- Problem:
Copy each line of the data that has "title" in it.

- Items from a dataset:

★ ★ ★ ★

//! Notification service implementation.
//!
//! The NotificationService is responsible for:
//! - Building channels from the configured target URLs
//! - Dispatching each notification to every enabled channel concurrently
//! - Retrying failed deliveries with exponential backoff
//! - Keeping delivery counters for diagnostics

use std::sync::Arc;
use std::sync::atomic::{AtomicU64, Ordering};
use std::time::Duration;

use async_trait::async_trait;
use futures::future::join_all;
use serde::{Deserialize, Serialize};
use tokio::time::sleep;
use tracing::{debug, info, warn};

use super::Notifier;
use super::channels::NotificationChannel;
use super::events::Notification;
use super::targets::parse_target;
use crate::Result;

/// Configuration for the notification service.
#[derive(Debug, Clone, Serialize, Deserialize)]
pub struct NotificationServiceConfig {
    /// Maximum retry attempts per delivery, after the first attempt.
    pub max_retries: u32,
    /// Initial retry delay in milliseconds.
    pub initial_retry_delay_ms: u64,
    /// Maximum retry delay in milliseconds.
    pub max_retry_delay_ms: u64,
}

impl Default for NotificationServiceConfig {
    fn default() -> Self {
        Self {
            max_retries: 2,
            initial_retry_delay_ms: 1000,
            max_retry_delay_ms: 30000,
        }
    }
}

/// Delivery counters since startup.
#[derive(Debug, Clone, Copy, Default, PartialEq, Eq, Serialize, Deserialize)]
pub struct NotificationStats {
    /// Notifications passed to the service.
    pub notifications: u64,
    /// Channel deliveries that succeeded.
    pub delivered: u64,
    /// Channel deliveries that failed after all retries.
    pub failed: u64,
}

/// Outcome of one fan-out.
#[derive(Debug, Clone, Copy, Default, PartialEq, Eq)]
pub struct DispatchReport {
    pub delivered: usize,
    pub failed: usize,
}

/// The notification service.
pub struct NotificationService {
    config: NotificationServiceConfig,
    channels: Vec<Arc<dyn NotificationChannel>>,
    notifications: AtomicU64,
    delivered: AtomicU64,
    failed: AtomicU64,
}

impl NotificationService {
    /// Create a notification service without channels.
    pub fn new() -> Self {
        Self::with_config(NotificationServiceConfig::default())
    }

    /// Create a new notification service with custom configuration.
    pub fn with_config(config: NotificationServiceConfig) -> Self {
        Self {
            config,
            channels: Vec::new(),
            notifications: AtomicU64::new(0),
            delivered: AtomicU64::new(0),
            failed: AtomicU64::new(0),
        }
    }

    /// Build channels from target URLs.
    ///
    /// Invalid or unsupported targets are logged and skipped.
    pub fn from_target_urls(urls: &[String], config: NotificationServiceConfig) -> Self {
        let mut service = Self::with_config(config);

        for url in urls.iter().map(|u| u.trim()).filter(|u| !u.is_empty()) {
            match parse_target(url) {
                Ok(configs) => {
                    for channel_config in configs {
                        info!(target = %channel_config.describe(), "Added notification target");
                        service.add_channel(channel_config.into_channel());
                    }
                }
                Err(e) => {
                    let scheme = url.split_once("://").map(|(s, _)| s).unwrap_or("<none>");
                    warn!(scheme, error = %e, "Skipping notification target");
                }
            }
        }

        if service.channels.is_empty() {
            warn!("No notification targets configured; notifications will only be logged");
        }

        service
    }

    /// Register a channel.
    pub fn add_channel(&mut self, channel: Arc<dyn NotificationChannel>) {
        self.channels.push(channel);
    }

    /// Number of registered channels.
    pub fn channel_count(&self) -> usize {
        self.channels.len()
    }

    /// Snapshot of the delivery counters.
    pub fn stats(&self) -> NotificationStats {
        NotificationStats {
            notifications: self.notifications.load(Ordering::Relaxed),
            delivered: self.delivered.load(Ordering::Relaxed),
            failed: self.failed.load(Ordering::Relaxed),
        }
    }

    /// Deliver to every enabled channel and wait for all of them.
    pub async fn dispatch(&self, notification: &Notification) -> DispatchReport {
        self.notifications.fetch_add(1, Ordering::Relaxed);

        let deliveries = self
            .channels
            .iter()
            .filter(|channel| channel.is_enabled())
            .map(|channel| async move {
                let result = self.deliver_with_retry(channel.as_ref(), notification).await;
                (channel.channel_type(), result)
            });

        let mut report = DispatchReport::default();
        for (channel_type, result) in join_all(deliveries).await {
            match result {
                Ok(()) => {
                    report.delivered += 1;
                    self.delivered.fetch_add(1, Ordering::Relaxed);
                }
                Err(e) => {
                    report.failed += 1;
                    self.failed.fetch_add(1, Ordering::Relaxed);
                    warn!(
                        channel = channel_type,
                        error = %e,
                        title = %notification.title,
                        "Notification delivery failed"
                    );
                }
            }
        }

        report
    }

    async fn deliver_with_retry(
        &self,
        channel: &dyn NotificationChannel,
        notification: &Notification,
    ) -> Result<()> {
        let mut attempt = 0;

        loop {
            match channel.send(notification).await {
                Ok(()) => return Ok(()),
                Err(e) if attempt < self.config.max_retries => {
                    let delay = self.calculate_backoff(attempt);
                    attempt += 1;
                    debug!(
                        channel = channel.channel_type(),
                        error = %e,
                        "Delivery failed, retrying in {:?} (attempt {}/{})",
                        delay,
                        attempt,
                        self.config.max_retries
                    );
                    sleep(delay).await;
                }
                Err(e) => return Err(e),
            }
        }
    }

    /// Exponential backoff: `initial * 2^attempt`, capped at the maximum.
    fn calculate_backoff(&self, attempt: u32) -> Duration {
        let delay_ms = self
            .config
            .initial_retry_delay_ms
            .saturating_mul(2u64.saturating_pow(attempt))
            .min(self.config.max_retry_delay_ms);
        Duration::from_millis(delay_ms)
    }
}

impl Default for NotificationService {
    fn default() -> Self {
        Self::new()
    }
}

#[async_trait]
impl Notifier for NotificationService {
    async fn notify(&self, title: &str, body: &str) {
        info!("[NOTIFY] {}\n{}", title, body);
        let notification = Notification::new(title, body);
        let report = self.dispatch(&notification).await;
        debug!(
            delivered = report.delivered,
            failed = report.failed,
            "Notification dispatched"
        );
    }
}
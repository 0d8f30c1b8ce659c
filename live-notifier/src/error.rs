//! Application-wide error types.

use platforms_client::PlatformError;
use thiserror::Error;

/// Application-wide result type.
pub type Result<T> = std::result::Result<T, Error>;

/// Application-wide error type.
#[derive(Error, Debug)]
pub enum Error {
    #[error("Platform error: {0}")]
    Platform(#[from] PlatformError),

    #[error("Configuration error: {0}")]
    Configuration(String),

    #[error("Notification error: {0}")]
    Notification(String),

    #[error("IO error: {0}")]
    Io(#[from] std::io::Error),

    #[error("{0}")]
    Other(String),
}

impl Error {
    pub fn config(msg: impl Into<String>) -> Self {
        Self::Configuration(msg.into())
    }

    pub fn notification(msg: impl Into<String>) -> Self {
        Self::Notification(msg.into())
    }
}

★ ★ ★ ★

- Answer section:
                        title = %notification.title,
    async fn notify(&self, title: &str, body: &str) {
        info!("[NOTIFY] {}\n{}", title, body);
        let notification = Notification::new(title, body);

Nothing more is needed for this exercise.